HOW TO COMPLETE THIS TASK: Please show all lines of the records that include "inline".
********************
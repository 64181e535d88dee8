//! Streaming table emission.
//!
//! [`render_password_table`] drives a fixed, linear sequence: the opening
//! `<table>` tag, the optional header row, the column-header row (skipped for
//! single-column tables), one group of physical rows per record, the optional
//! trailing body block, and the closing tags. Nothing loops back; every
//! region is written at most once, directly to the caller's sink.
//!
//! Merged cells are decided before the first row is written: one span vector
//! per grouped column (the site column and each custom-field column), with
//! spans counted in physical rows so records that expand into several
//! secret-question sub-rows stay covered for their full height.

use std::io::{self, Write};

use log::debug;

use crate::error::RenderError;
use crate::escape::{escape_attr, escape_body};
use crate::host::DocumentHost;
use crate::model::{CustomField, DocRef, PasswordRecord, PasswordTable};
use crate::render::group::run_spans;
use crate::render::plan::TablePlan;
use crate::render::resolve::{ResolvedLink, resolve_link};

/// Render one password table as HTML.
///
/// The effective record sequence is `records` followed by `table.records`,
/// in order. `style` overrides `table.style` when given. Output goes to
/// `out` incrementally; on error the sink holds a partial table that the
/// caller must discard.
///
/// # Arguments
/// * `out` - sink for the generated markup
/// * `host` - document system used for link resolution and anchor ids
/// * `table` - table-level configuration and child records
/// * `records` - records to render ahead of the table's own
/// * `style` - inline CSS overriding `table.style`
pub fn render_password_table<W, H>(
    out: &mut W,
    host: &H,
    table: &PasswordTable,
    records: &[PasswordRecord],
    style: Option<&str>,
) -> Result<(), RenderError>
where
    W: Write,
    H: DocumentHost,
{
    let all: Vec<&PasswordRecord> = records.iter().chain(table.records.iter()).collect();
    let plan = TablePlan::scan(&all);
    debug!("rendering password table: {} records, {} columns", all.len(), plan.column_count);

    let emitter = TableEmitter {
        out,
        host,
        table,
        style: style.or(table.style.as_deref()),
        records: all,
        plan,
    };
    emitter.render()
}

/// Render a single password as an inline `<span>`, outside any table.
///
/// The span carries the host's [`DocumentHost::password_css_class`] when one
/// is configured, and an id only when the record has one and `doc` names the
/// owning document; the id goes through [`DocumentHost::anchor_id`] so it
/// stays unique in flattened multi-document output. The table emitter uses
/// the same function for its password cells.
pub fn render_password_span<W, H>(
    out: &mut W,
    host: &H,
    doc: Option<&DocRef>,
    record: &PasswordRecord,
) -> Result<(), RenderError>
where
    W: Write,
    H: DocumentHost,
{
    out.write_all(b"<span")?;
    if let Some(class) = host.password_css_class() {
        out.write_all(b" class=\"")?;
        escape_attr(out, class)?;
        out.write_all(b"\"")?;
    }
    if let (Some(doc), Some(id)) = (doc, &record.id) {
        out.write_all(b" id=\"")?;
        escape_attr(out, &host.anchor_id(doc, id))?;
        out.write_all(b"\"")?;
    }
    out.write_all(b">")?;
    escape_body(out, &record.password)?;
    out.write_all(b"</span>")?;
    Ok(())
}

struct TableEmitter<'a, W: Write, H: DocumentHost> {
    out: &'a mut W,
    host: &'a H,
    table: &'a PasswordTable,
    style: Option<&'a str>,
    records: Vec<&'a PasswordRecord>,
    plan: TablePlan,
}

impl<W: Write, H: DocumentHost> TableEmitter<'_, W, H> {
    fn render(mut self) -> Result<(), RenderError> {
        self.open_table()?;
        self.header_row()?;
        self.column_header_row()?;
        self.body_rows()?;
        self.trailing_body()?;
        self.out.write_all(b"</tbody>\n</table>")?;
        Ok(())
    }

    fn open_table(&mut self) -> Result<(), RenderError> {
        self.out.write_all(b"<table class=\"thinTable passwordTable\"")?;
        if let (Some(id), Some(doc)) = (&self.table.id, &self.table.doc) {
            self.out.write_all(b" id=\"")?;
            escape_attr(self.out, &self.host.anchor_id(doc, id))?;
            self.out.write_all(b"\"")?;
        }
        if let Some(style) = self.style {
            self.out.write_all(b" style=\"")?;
            escape_attr(self.out, style)?;
            self.out.write_all(b"\"")?;
        }
        self.out.write_all(b">\n<thead>\n")?;
        Ok(())
    }

    fn header_row(&mut self) -> Result<(), RenderError> {
        let Some(header) = &self.table.header else {
            return Ok(());
        };
        self.out.write_all(b"<tr>\n<th class=\"passwordTableHeader\"")?;
        if self.plan.column_count > 1 {
            write!(self.out, " colspan=\"{}\"", self.plan.column_count)?;
        }
        self.out.write_all(b"><div>")?;
        escape_body(self.out, header)?;
        self.out.write_all(b"</div></th>\n</tr>\n")?;
        Ok(())
    }

    fn column_header_row(&mut self) -> Result<(), RenderError> {
        if self.plan.column_count > 1 {
            self.out.write_all(b"<tr>\n")?;
            if self.plan.has_href {
                self.out.write_all(b"<th>Site</th>\n")?;
            }
            for name in &self.plan.custom_field_names {
                self.out.write_all(b"<th>")?;
                escape_body(self.out, name)?;
                self.out.write_all(b"</th>\n")?;
            }
            if self.plan.has_username {
                self.out.write_all(b"<th>Username</th>\n")?;
            }
            self.out.write_all(b"<th>Password</th>\n")?;
            if self.plan.has_secret_question {
                self.out.write_all(b"<th>Secret Question</th>\n<th>Secret Answer</th>\n")?;
            }
            self.out.write_all(b"</tr>\n")?;
        }
        self.out.write_all(b"</thead>\n<tbody>\n")?;
        Ok(())
    }

    fn body_rows(&mut self) -> Result<(), RenderError> {
        let href_spans = column_spans(&self.records, |record| record.href.as_deref());
        let custom_spans: Vec<Vec<Option<usize>>> = self
            .plan
            .custom_field_names
            .iter()
            .map(|name| column_spans(&self.records, |record| record.custom_fields.get(name)))
            .collect();

        for ix in 0..self.records.len() {
            let record = self.records[ix];
            self.emit_record(ix, record, &href_spans, &custom_spans)?;
        }
        Ok(())
    }

    /// Emit one record: `row_weight` physical rows, primary cells on the
    /// first row only, question/answer cells on every row.
    fn emit_record(
        &mut self,
        ix: usize,
        record: &PasswordRecord,
        href_spans: &[Option<usize>],
        custom_spans: &[Vec<Option<usize>>],
    ) -> Result<(), RenderError> {
        let weight = record.row_weight();
        let mut questions = record.secret_questions.iter();

        for row in 0..weight {
            self.out.write_all(b"<tr>\n")?;
            if row == 0 {
                self.primary_cells(ix, record, href_spans, custom_spans)?;
            }
            if self.plan.has_secret_question {
                match questions.next() {
                    Some((question, answer)) => {
                        self.out.write_all(b"<td>")?;
                        escape_body(self.out, question)?;
                        self.out.write_all(b"</td>\n<td>")?;
                        escape_body(self.out, answer)?;
                        self.out.write_all(b"</td>\n")?;
                    }
                    None => self.out.write_all(b"<td></td>\n<td></td>\n")?,
                }
            }
            self.out.write_all(b"</tr>\n")?;
        }
        Ok(())
    }

    /// Emit the first-row cells of a record, honoring run coverage: a `None`
    /// span means an earlier record's cell already spans down through this
    /// record, so no cell is written at all.
    fn primary_cells(
        &mut self,
        ix: usize,
        record: &PasswordRecord,
        href_spans: &[Option<usize>],
        custom_spans: &[Vec<Option<usize>>],
    ) -> Result<(), RenderError> {
        let weight = record.row_weight();

        if self.plan.has_href
            && let Some(span) = href_spans[ix]
        {
            open_td(self.out, span)?;
            if let Some(href) = &record.href {
                let address = self.host.href(href);
                self.out.write_all(b"<a href=\"")?;
                escape_attr(self.out, &address)?;
                self.out.write_all(b"\">")?;
                escape_body(self.out, href)?;
                self.out.write_all(b"</a>")?;
            }
            self.out.write_all(b"</td>\n")?;
        }

        for (column, name) in self.plan.custom_field_names.iter().enumerate() {
            let Some(span) = custom_spans[column][ix] else {
                continue;
            };
            open_td(self.out, span)?;
            match record.custom_fields.get(name) {
                None => {}
                Some(CustomField::Literal(text)) => escape_body(self.out, text)?,
                Some(CustomField::Link { doc, element, label }) => {
                    let link =
                        resolve_link(self.host, doc, element.as_deref(), label.as_deref())?;
                    write_link(self.out, &link)?;
                }
            }
            self.out.write_all(b"</td>\n")?;
        }

        // Username and password never merge across records; they span only
        // their own record's sub-rows.
        if self.plan.has_username {
            open_td(self.out, weight)?;
            if let Some(username) = &record.username {
                escape_body(self.out, username)?;
            }
            self.out.write_all(b"</td>\n")?;
        }

        open_td(self.out, weight)?;
        render_password_span(self.out, self.host, self.table.doc.as_ref(), record)?;
        self.out.write_all(b"</td>\n")?;
        Ok(())
    }

    fn trailing_body(&mut self) -> Result<(), RenderError> {
        if let Some(body) = &self.table.body
            && !body.is_empty()
        {
            self.out.write_all(b"<tr><td class=\"passwordTableBody\"")?;
            if self.plan.column_count > 1 {
                write!(self.out, " colspan=\"{}\"", self.plan.column_count)?;
            }
            self.out.write_all(b">")?;
            self.out.write_all(body.as_bytes())?;
            self.out.write_all(b"</td></tr>\n")?;
        }
        Ok(())
    }
}

/// Span vector for one column: extract each record's value, pair it with the
/// record's physical-row weight, and group adjacent equal values.
fn column_spans<'r, V, F>(records: &[&'r PasswordRecord], value: F) -> Vec<Option<usize>>
where
    V: PartialEq,
    F: Fn(&'r PasswordRecord) -> V,
{
    let cells: Vec<(V, usize)> = records
        .iter()
        .map(|&record| (value(record), record.row_weight()))
        .collect();
    run_spans(&cells, |a, b| a.0 == b.0, |cell| cell.1)
}

fn open_td<W: Write>(out: &mut W, span: usize) -> io::Result<()> {
    out.write_all(b"<td")?;
    if span > 1 {
        write!(out, " rowspan=\"{}\"", span)?;
    }
    out.write_all(b">")
}

fn write_link<W: Write>(out: &mut W, link: &ResolvedLink) -> io::Result<()> {
    match link {
        ResolvedLink::Anchor { href, label, css_class, ordinal } => {
            out.write_all(b"<a")?;
            if let Some(class) = css_class {
                out.write_all(b" class=\"")?;
                escape_attr(out, class)?;
                out.write_all(b"\"")?;
            }
            out.write_all(b" href=\"")?;
            escape_attr(out, href)?;
            out.write_all(b"\">")?;
            escape_body(out, label)?;
            if let Some(ix) = ordinal {
                write!(out, "<sup>[{}]</sup>", ix + 1)?;
            }
            out.write_all(b"</a>")?;
        }
        ResolvedLink::Broken { label } => escape_body(out, label)?,
    }
    Ok(())
}

#[cfg(test)]
#[path = "emit_test.rs"]
mod emit_test;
********************
RESPONSE TO THIS EXERCISE:
/// * `style` - inline CSS overriding `table.style`
/// Render a single password as an inline `<span>`, outside any table.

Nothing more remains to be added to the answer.